American Ghetto by Portugal. The Man – This is far funkier than I expected it to be. I thought a man named Portugal would be quiet and introspective. Instead he’s all mellow and gold, if you know what I mean.

The Love & War MasterPeace by Raheem DeVaughn – When he’s trying to channel Marvin Gaye in vocals AND production, this is classic stuff. As soon as he lets the production get “modern,” it’s bland and forgettable. About one quarter of an amazing record here. For example, he actually refers to his Grammy nomination on the record — that’s the shit he needs to leave out.

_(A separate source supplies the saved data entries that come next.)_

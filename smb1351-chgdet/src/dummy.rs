//! Dummy implementations of the hardware traits and the policy manager,
//! for tests and examples.

use core::future::{Future, pending};

use heapless::{Deque, Vec};
use smb1351_chgdet_traits::{ControlLines, IoError, Line, Transport};

use crate::detection::policy_manager::{ChargingPolicyManager, Event, SupplyChange};
use crate::regs::Reg;
use crate::timers::Timer;
use crate::units::{Voltage, millivolts};

/// A dummy transport that serves registers from memory.
///
/// Tests preload register values with [`Self::set_reg`], raise the fake
/// interrupt line with [`Self::inject_interrupt`], and inspect the write
/// log afterwards.
pub struct DummyTransport {
    registers: [u8; Reg::SPACE],
    writes: Vec<(u8, u8), 64>,
    failing_reads: Vec<u8, 8>,
    pending_interrupts: u8,
    stay_awake_count: u32,
    relax_count: u32,
}

impl Default for DummyTransport {
    fn default() -> Self {
        Self::new()
    }
}

impl DummyTransport {
    /// Creates a transport with all registers reading zero.
    pub fn new() -> Self {
        Self {
            registers: [0; Reg::SPACE],
            writes: Vec::new(),
            failing_reads: Vec::new(),
            pending_interrupts: 0,
            stay_awake_count: 0,
            relax_count: 0,
        }
    }

    /// Preloads a register value.
    pub fn set_reg(&mut self, reg: Reg, value: u8) {
        self.registers[reg.0 as usize] = value;
    }

    /// Current value of a register.
    pub fn reg(&self, reg: Reg) -> u8 {
        self.registers[reg.0 as usize]
    }

    /// Asserts the fake interrupt line once.
    pub fn inject_interrupt(&mut self) {
        self.pending_interrupts += 1;
    }

    /// Makes the next read of the given register fail on the bus.
    pub fn fail_next_read(&mut self, reg: Reg) {
        self.failing_reads.push(reg.0).expect("fault log full");
    }

    /// The raw write log, in order.
    pub fn writes(&self) -> &[(u8, u8)] {
        &self.writes
    }

    /// The values written to one register, in order.
    pub fn writes_to(&self, reg: Reg) -> impl Iterator<Item = u8> + '_ {
        self.writes
            .iter()
            .filter(move |(address, _)| *address == reg.0)
            .map(|(_, value)| *value)
    }

    /// Forgets the write log.
    pub fn clear_writes(&mut self) {
        self.writes.clear();
    }

    /// Outstanding keep-awake tokens. Zero once all brackets closed.
    pub fn wake_balance(&self) -> i64 {
        i64::from(self.stay_awake_count) - i64::from(self.relax_count)
    }
}

impl Transport for DummyTransport {
    fn read_register(&mut self, reg: u8) -> impl Future<Output = Result<u8, IoError>> {
        async move {
            if let Some(position) = self.failing_reads.iter().position(|&r| r == reg) {
                self.failing_reads.swap_remove(position);
                return Err(IoError::Bus);
            }

            let value = self.registers[reg as usize];

            // The latched bits of the interrupt status block clear on read,
            // as on silicon. The rt-status bits stay.
            if (Reg::IRQ_A.0..=Reg::IRQ_H.0).contains(&reg) {
                self.registers[reg as usize] = value & 0x55;
            }

            Ok(value)
        }
    }

    fn write_register(&mut self, reg: u8, value: u8) -> impl Future<Output = Result<(), IoError>> {
        async move {
            self.writes.push((reg, value)).expect("write log full");

            // The HVDCP command bits self-clear on silicon.
            if reg != Reg::CMD_HVDCP.0 {
                self.registers[reg as usize] = value;
            }

            Ok(())
        }
    }

    fn wait_for_interrupt(&mut self) -> impl Future<Output = ()> {
        async {
            if self.pending_interrupts > 0 {
                self.pending_interrupts -= 1;
            } else {
                pending().await
            }
        }
    }

    fn stay_awake(&mut self) {
        self.stay_awake_count += 1;
    }

    fn relax(&mut self) {
        self.relax_count += 1;
    }
}

/// Dummy control lines that record every transition.
#[derive(Default)]
pub struct DummyLines {
    transitions: Vec<(Line, bool), 16>,
}

impl DummyLines {
    /// The last level a line was driven to, if any.
    pub fn level(&self, line: Line) -> Option<bool> {
        self.transitions
            .iter()
            .rev()
            .find(|(l, _)| *l == line)
            .map(|(_, level)| *level)
    }
}

impl ControlLines for DummyLines {
    fn set_line(&mut self, line: Line, level: bool) {
        self.transitions.push((line, level)).expect("transition log full");
    }
}

/// A dummy policy manager with settable platform state.
pub struct DummyManager {
    /// The bus voltage it reports, in millivolts.
    pub vbus_mv: u32,
    /// Whether it reports the USB stack as enumerated.
    pub enumerated: bool,
    /// Whether it permits high-voltage charging.
    pub hv_allowed: bool,
    notifications: Vec<SupplyChange, 16>,
    events: Deque<Event, 8>,
}

impl Default for DummyManager {
    fn default() -> Self {
        Self::new()
    }
}

impl DummyManager {
    /// Creates a manager reporting a nominal 5 V source.
    pub fn new() -> Self {
        Self {
            vbus_mv: 5000,
            enumerated: false,
            hv_allowed: true,
            notifications: Vec::new(),
            events: Deque::new(),
        }
    }

    /// Queues an event for the engine's next wait.
    pub fn push_event(&mut self, event: Event) {
        self.events.push_back(event).expect("event queue full");
    }

    /// The supply-change notifications received so far, in order.
    pub fn notifications(&self) -> &[SupplyChange] {
        &self.notifications
    }

    /// Forgets the received notifications.
    pub fn clear_notifications(&mut self) {
        self.notifications.clear();
    }
}

impl ChargingPolicyManager for DummyManager {
    fn power_supply_changed(&mut self, change: SupplyChange) -> impl Future<Output = ()> {
        async move {
            self.notifications.push(change).expect("notification log full");
        }
    }

    fn bus_voltage(&mut self) -> impl Future<Output = Voltage> {
        async { millivolts(self.vbus_mv) }
    }

    fn is_enumerated(&mut self) -> impl Future<Output = bool> {
        async { self.enumerated }
    }

    fn high_voltage_charging_allowed(&mut self) -> impl Future<Output = bool> {
        async { self.hv_allowed }
    }

    fn get_event(&mut self) -> impl Future<Output = Event> {
        async {
            match self.events.pop_front() {
                Some(event) => event,
                None => pending().await,
            }
        }
    }
}

/// A timer whose delays expire immediately, keeping tests deterministic.
pub struct DummyTimer {}

impl Timer for DummyTimer {
    fn after_millis(_milliseconds: u64) -> impl Future<Output = ()> {
        async {}
    }

    fn now_millis() -> u64 {
        0
    }
}
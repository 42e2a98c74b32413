//! Hardware traits for the SMB1351 charger detection engine.
//!
//! Provides the transport trait through which the engine reaches the chip's
//! register space, and the control-line trait for the few GPIOs the engine
//! drives directly.
#![cfg_attr(not(test), no_std)]
#![warn(missing_docs)]
use core::future::Future;

/// Bus transaction error.
#[derive(Debug, Clone, Copy)]
#[cfg_attr(feature = "defmt", derive(defmt::Format))]
pub enum IoError {
    /// The peripheral did not acknowledge the transfer.
    Nack,
    /// The transfer failed on the bus (arbitration loss, bus fault, timeout).
    Bus,
}

/// Transport trait, through which the engine talks to the chip.
///
/// All register traffic of the engine funnels through a single implementation
/// of this trait, so the implementation does not need to be re-entrant.
/// Reads and writes may block for the duration of a bus transaction and may
/// fail; the engine decides whether to retry.
pub trait Transport {
    /// Read a single register.
    fn read_register(&mut self, reg: u8) -> impl Future<Output = Result<u8, IoError>>;

    /// Write a single register.
    fn write_register(&mut self, reg: u8, value: u8) -> impl Future<Output = Result<(), IoError>>;

    /// Wait for the chip's interrupt line to assert.
    fn wait_for_interrupt(&mut self) -> impl Future<Output = ()>;

    /// Keep the platform from suspending until [`Transport::relax`] is called.
    ///
    /// Bracketed around every bus transaction by the register access layer,
    /// so a transfer is never cut short by a platform suspend.
    fn stay_awake(&mut self);

    /// Release the keep-awake token taken by [`Transport::stay_awake`].
    fn relax(&mut self);
}

/// Control lines the engine drives besides the register bus.
#[derive(Debug, Clone, Copy, PartialEq, Eq)]
#[cfg_attr(feature = "defmt", derive(defmt::Format))]
pub enum Line {
    /// D+/D- mux select: high routes the data lines to the host controller
    /// for enumeration, low routes them to the charger for detection.
    UsbSwitch,
    /// Chip suspend pin. Must be high for detection to run.
    Suspend,
    /// Thermal cut-off switch in the VBUS path. High closes the switch and
    /// connects the input.
    ConnectTherm,
}

/// GPIO control-line trait.
pub trait ControlLines {
    /// Drive a control line high (`true`) or low (`false`).
    fn set_line(&mut self, line: Line, level: bool);
}
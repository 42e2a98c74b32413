//! Electrical units, expressed with `uom` quantities.

use uom::si::electric_potential::millivolt;
pub use uom::si::u32::ElectricPotential as Voltage;

/// Constructs a voltage from a millivolt count.
pub fn millivolts(value: u32) -> Voltage {
    Voltage::new::<millivolt>(value)
}

/// Extracts the millivolt count from a voltage.
pub fn to_millivolts(voltage: Voltage) -> u32 {
    voltage.get::<millivolt>()
}
//! SMB1351 register map, as far as port detection and HVDCP negotiation use
//! it.

use proc_bitfield::bitfield;

/// A register address in the SMB1351's map.
#[derive(Debug, Clone, Copy, PartialEq, Eq)]
#[cfg_attr(feature = "defmt", derive(defmt::Format))]
pub struct Reg(pub u8);

impl Reg {
    /// Charge and input current limits.
    pub const CHG_CURRENT_CTRL: Reg = Reg(0x00);
    /// APSD and AICL enables, among other functions.
    pub const VARIOUS_FUNC: Reg = Reg(0x02);
    /// Pin control: enable polarity, USBCS source, LED blink.
    pub const CHG_PIN_EN_CTRL: Reg = Reg(0x06);
    /// QC3 auto-increment control, among other functions.
    pub const VARIOUS_FUNC_3: Reg = Reg(0x11);
    /// HVDCP adapter selection and enable.
    pub const HVDCP_CTRL: Reg = Reg(0x12);
    /// Volatile-access gate for the configuration registers.
    pub const CMD_I2C: Reg = Reg(0x30);
    /// Input limit mode and suspend command bits.
    pub const CMD_INPUT_LIMIT: Reg = Reg(0x31);
    /// Charging and OTG command bits.
    pub const CMD_CHG: Reg = Reg(0x32);
    /// HVDCP commands: APSD rerun, QC3 increment and decrement pulses.
    pub const CMD_HVDCP: Reg = Reg(0x34);
    /// AICL result and USB mode status.
    pub const STATUS_0: Reg = Reg(0x36);
    /// APSD port classification result.
    pub const STATUS_5: Reg = Reg(0x3B);
    /// HVDCP detection status.
    pub const STATUS_7: Reg = Reg(0x3D);
    /// Battery temperature interrupts.
    pub const IRQ_A: Reg = Reg(0x40);
    /// Battery presence and internal-limit interrupts.
    pub const IRQ_B: Reg = Reg(0x41);
    /// Charge-cycle interrupts.
    pub const IRQ_C: Reg = Reg(0x42);
    /// Timeout and fault interrupts.
    pub const IRQ_D: Reg = Reg(0x43);
    /// Input voltage interrupts.
    pub const IRQ_E: Reg = Reg(0x44);
    /// OTG and RID interrupts.
    pub const IRQ_F: Reg = Reg(0x45);
    /// APSD and AICL completion interrupts.
    pub const IRQ_G: Reg = Reg(0x46);
    /// Watchdog and HVDCP authentication interrupts.
    pub const IRQ_H: Reg = Reg(0x47);

    /// One past the highest implemented register address.
    pub const SPACE: usize = 0x48;
}

// VARIOUS_FUNC bits.
pub(crate) const APSD_EN_BIT: u8 = 1 << 2;
pub(crate) const AICL_EN_BIT: u8 = 1 << 4;

// VARIOUS_FUNC_3 bits.
pub(crate) const QC_2P1_AUTO_INCREMENT_BIT: u8 = 1 << 2;

// CHG_PIN_EN_CTRL fields.
pub(crate) const LED_BLINK_FUNC_BIT: u8 = 1 << 7;
pub(crate) const EN_PIN_CTRL_MASK: u8 = 0x60;
pub(crate) const EN_BY_I2C_0_DISABLE: u8 = 0;
pub(crate) const USBCS_CTRL_BIT: u8 = 1 << 4;
pub(crate) const USBCS_CTRL_BY_I2C: u8 = 0;

// HVDCP_CTRL fields.
pub(crate) const HVDCP_EN_BIT: u8 = 1 << 5;
pub(crate) const HVDCP_ADAPTER_SEL_MASK: u8 = 0xC0;
pub(crate) const HVDCP_ADAPTER_SEL_9V: u8 = 0x40;

// CMD_I2C bits.
pub(crate) const CMD_BQ_CFG_ACCESS_BIT: u8 = 1 << 6;

// CMD_INPUT_LIMIT fields.
pub(crate) const CMD_INPUT_MODE_MASK: u8 = 0x03;
pub(crate) const CMD_INPUT_MODE_USB500: u8 = 0x00;
pub(crate) const CMD_INPUT_MODE_AC: u8 = 0x01;

// CMD_CHG bits.
pub(crate) const CMD_OTG_EN_BIT: u8 = 1 << 0;
pub(crate) const CMD_CHG_EN_BIT: u8 = 1 << 1;

// CMD_HVDCP bits.
pub(crate) const CMD_APSD_RE_RUN_BIT: u8 = 1 << 7;
pub(crate) const CMD_INCREMENT_QC3_BIT: u8 = 1 << 0;

// Shared low-nibble current-limit field of CHG_CURRENT_CTRL and STATUS_0.
pub(crate) const AC_INPUT_CURRENT_LIMIT_MASK: u8 = 0x0F;

// STATUS_7 field: either QC 9 V or 12 V detection bit.
pub(crate) const STATUS_HVDCP_9V_12V_MASK: u8 = 0x0C;

// IRQ_H raw status bit, read directly by the adapter probe.
pub(crate) const IRQ_HVDCP_2P1_STATUS_BIT: u8 = 1 << 4;

bitfield! {
    /// APSD classification result, register STATUS_5.
    ///
    /// At most one of the port bits is set once APSD completes; an empty
    /// register means classification has not produced a result.
    #[derive(Clone, Copy, PartialEq, Eq)]
    #[cfg_attr(feature = "defmt", derive(defmt::Format))]
    pub struct PortStatus(pub u8): Debug, FromStorage, IntoStorage {
        /// Charging downstream port.
        pub cdp: bool @ 7,
        /// Dedicated charging port.
        pub dcp: bool @ 6,
        /// Proprietary charging port.
        pub other_charging_port: bool @ 5,
        /// Standard downstream port.
        pub sdp: bool @ 4,
        /// Accessory charger adapter patterns.
        pub aca: u8 @ 0..=3,
    }
}

bitfield! {
    /// AICL and input-mode status, register STATUS_0.
    #[derive(Clone, Copy, PartialEq, Eq)]
    #[cfg_attr(feature = "defmt", derive(defmt::Format))]
    pub struct InputStatus(pub u8): Debug, FromStorage, IntoStorage {
        /// AICL has completed.
        pub aicl_done: bool @ 7,
        /// The input collapsed into USB 500 mA mode.
        pub usb500_mode: bool @ 6,
        /// The input current limit AICL granted, as a table index.
        pub granted_limit: u8 @ 0..=3,
    }
}

bitfield! {
    /// HVDCP detection status, register STATUS_7.
    #[derive(Clone, Copy, PartialEq, Eq)]
    #[cfg_attr(feature = "defmt", derive(defmt::Format))]
    pub struct HvdcpStatus(pub u8): Debug, FromStorage, IntoStorage {
        /// A QC adapter acknowledged the 12 V request.
        pub selected_12v: bool @ 3,
        /// A QC adapter acknowledged the 9 V request.
        pub selected_9v: bool @ 2,
    }
}

impl HvdcpStatus {
    /// True when either high-voltage tier was acknowledged.
    pub fn qc_detected(&self) -> bool {
        self.0 & STATUS_HVDCP_9V_12V_MASK != 0
    }
}

#[cfg(test)]
mod tests {
    use super::*;

    #[test]
    fn port_status_decodes_each_port() {
        assert!(PortStatus(0x80).cdp());
        assert!(PortStatus(0x40).dcp());
        assert!(PortStatus(0x20).other_charging_port());
        assert!(PortStatus(0x10).sdp());
        assert_eq!(PortStatus(0x07).aca(), 0x07);
    }

    #[test]
    fn hvdcp_status_detects_either_tier() {
        assert!(HvdcpStatus(0x04).qc_detected());
        assert!(HvdcpStatus(0x08).qc_detected());
        assert!(!HvdcpStatus(0x03).qc_detected());
    }

    #[test]
    fn input_status_fields() {
        let status = InputStatus(0xC5);
        assert!(status.aicl_done());
        assert!(status.usb500_mode());
        assert_eq!(status.granted_limit(), 0x5);
    }
}
//! Charger port-type detection and HVDCP negotiation engine for the SMB1351.
//!
//! The engine classifies the attached USB source via the chip's automatic
//! power source detection (APSD), negotiates an elevated bus voltage with
//! quick-charge (QC2/QC3) adapters, supervises the negotiated contract, and
//! exposes the result to an external charging-policy manager.
//!
//! Hardware access goes through the traits in `smb1351-chgdet-traits`; the
//! policy manager is connected through
//! [`detection::policy_manager::ChargingPolicyManager`].
#![cfg_attr(not(test), no_std)]
#![warn(missing_docs)]

// This must go first, so that the fmt macros are visible in the other modules.
#[macro_use]
mod fmt;

pub mod access;
pub mod config;
pub mod counters;
pub mod detection;
#[cfg(any(test, feature = "dummy"))]
pub mod dummy;
pub mod irq;
pub mod regs;
pub mod timers;
pub mod units;

use smb1351_chgdet_traits::IoError;

/// Classification result for the attached port.
#[derive(Debug, Clone, Copy, PartialEq, Eq, Default)]
#[cfg_attr(feature = "defmt", derive(defmt::Format))]
#[cfg_attr(feature = "serde", derive(serde::Serialize, serde::Deserialize))]
pub enum PortType {
    /// No classification, or classification exhausted its retries.
    #[default]
    Unknown,
    /// Standard downstream port (SDP), a regular USB host.
    StandardDownstream,
    /// Charging downstream port (CDP), a USB host with extra current budget.
    ChargingDownstream,
    /// Dedicated charging port (DCP) or another proprietary charging port.
    DedicatedCharger,
    /// A port that matched an accessory charger adapter pattern.
    NonStandard,
    /// A port that looked like an SDP but never enumerated. Treated like a
    /// dedicated charger for current-limit purposes.
    Float,
}

/// Result of high-voltage adapter detection.
#[derive(Debug, Clone, Copy, PartialEq, Eq, Default)]
#[cfg_attr(feature = "defmt", derive(defmt::Format))]
#[cfg_attr(feature = "serde", derive(serde::Serialize, serde::Deserialize))]
pub enum HvdcpState {
    /// No high-voltage adapter detected.
    #[default]
    NotDetected,
    /// Quick Charge 2.0 adapter, fixed 9 V tier selected.
    Qc2,
    /// Quick Charge 3.0 adapter, voltage reached by pulse-count stepping.
    Qc3,
}

/// Progress of the high-voltage negotiation for the current attach.
#[derive(Debug, Clone, Copy, PartialEq, Eq, Default)]
#[cfg_attr(feature = "defmt", derive(defmt::Format))]
#[cfg_attr(feature = "serde", derive(serde::Serialize, serde::Deserialize))]
pub enum NegotiationStatus {
    /// No probe has run yet.
    #[default]
    Idle,
    /// A probe is scheduled or in progress.
    Probing,
    /// An adapter was detected and the voltage request was issued.
    Complete,
    /// The bounded probe retries elapsed without detection; high-voltage
    /// charging stays off until the next attach.
    TimedOut,
}

/// Battery condition flags, set by interrupt handlers only.
#[derive(Debug, Clone, Copy, PartialEq, Eq, Default)]
#[cfg_attr(feature = "defmt", derive(defmt::Format))]
#[cfg_attr(feature = "serde", derive(serde::Serialize, serde::Deserialize))]
pub struct BatteryStatus {
    /// Hard hot limit exceeded.
    pub hot: bool,
    /// Hard cold limit exceeded.
    pub cold: bool,
    /// Soft hot limit exceeded.
    pub warm: bool,
    /// Soft cold limit exceeded.
    pub cool: bool,
    /// No battery present.
    pub missing: bool,
}

/// Errors surfaced by the engine's public operations.
#[derive(Debug, thiserror::Error)]
#[cfg_attr(feature = "defmt", derive(defmt::Format))]
pub enum Error {
    /// A bus transaction failed. The operation was aborted; the engine
    /// retries on the next interrupt or timer cycle.
    #[error("bus transaction failed: {0:?}")]
    Io(IoError),
    /// The operation conflicts with the engine's current state, e.g.
    /// enabling detection while OTG is sourcing power. Nothing was mutated.
    #[error("operation violates a detection invariant")]
    InvariantViolation,
}

impl From<IoError> for Error {
    fn from(error: IoError) -> Self {
        Error::Io(error)
    }
}
/// The detection engine.
///
/// Drive it by awaiting [`Self::run`] (or [`Self::run_step`] in a loop); it
/// waits on the interrupt line, the policy manager's events, and its own
/// deferred work.
pub struct DetectionEngine<T, L, TIMER, M>
where
    T: Transport,
    L: ControlLines,
    TIMER: Timer,
    M: ChargingPolicyManager,
{
    regs: RegisterAccess<T>,
    lines: L,
    manager: M,
    config: DetectionConfig,
    state: DetectionState,
    /// Previous raw value of each interrupt status register, for edge
    /// detection. A register that fails to read keeps its previous value,
    /// so the edge is still seen on the next pass.
    irq_previous: [u8; IRQ_REG_COUNT],
    deferred: Deferred,
    hv_allowed: bool,
    _timer: PhantomData<TIMER>,
}
//! Logging shim that forwards to `defmt` or `log`, or compiles to nothing.
#![allow(unused_macros)]

#[cfg(all(feature = "defmt", feature = "log"))]
compile_error!("You may not enable both `defmt` and `log` features.");

macro_rules! trace {
    ($s:literal $(, $x:expr)* $(,)?) => {
        {
            #[cfg(feature = "defmt")]
            ::defmt::trace!($s $(, $x)*);
            #[cfg(feature = "log")]
            ::log::trace!($s $(, $x)*);
            #[cfg(not(any(feature = "defmt", feature = "log")))]
            let _ = ($( & $x ),*);
        }
    };
}

macro_rules! debug {
    ($s:literal $(, $x:expr)* $(,)?) => {
        {
            #[cfg(feature = "defmt")]
            ::defmt::debug!($s $(, $x)*);
            #[cfg(feature = "log")]
            ::log::debug!($s $(, $x)*);
            #[cfg(not(any(feature = "defmt", feature = "log")))]
            let _ = ($( & $x ),*);
        }
    };
}

macro_rules! info {
    ($s:literal $(, $x:expr)* $(,)?) => {
        {
            #[cfg(feature = "defmt")]
            ::defmt::info!($s $(, $x)*);
            #[cfg(feature = "log")]
            ::log::info!($s $(, $x)*);
            #[cfg(not(any(feature = "defmt", feature = "log")))]
            let _ = ($( & $x ),*);
        }
    };
}

macro_rules! warn {
    ($s:literal $(, $x:expr)* $(,)?) => {
        {
            #[cfg(feature = "defmt")]
            ::defmt::warn!($s $(, $x)*);
            #[cfg(feature = "log")]
            ::log::warn!($s $(, $x)*);
            #[cfg(not(any(feature = "defmt", feature = "log")))]
            let _ = ($( & $x ),*);
        }
    };
}

macro_rules! error {
    ($s:literal $(, $x:expr)* $(,)?) => {
        {
            #[cfg(feature = "defmt")]
            ::defmt::error!($s $(, $x)*);
            #[cfg(feature = "log")]
            ::log::error!($s $(, $x)*);
            #[cfg(not(any(feature = "defmt", feature = "log")))]
            let _ = ($( & $x ),*);
        }
    };
}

Nitetime Rainbows by A Sunny Day in Glasgow – I’m disappointed that this isn’t some Shooglenifty ripoff, but rather some U.S. ambient shogeazer stuff. The world’s got plenty of that. This is really good and all, but it’s snowy day in New England stuff.

The Pursuit by Jamie Cullum – The cover of this shows Jamie Cullum staring seriously ahead as his piano explodes in the background. So I thought there’d be no piano on this album, or perhaps it would be a PIANO EXPLOSION! Wrong on both counts. There’s nothing here as good as “Catch the Sun,” but I don’t think he’s looking for any new fans at this point. This album will keep the old ones.

Hidden by These New Puritans – I swear there are voices hiding in the background of these songs trying to convince me to commit various forms of evil. This is intense, moody stuff. Don’t think I can make it through this whole album without being swallowed by darkness.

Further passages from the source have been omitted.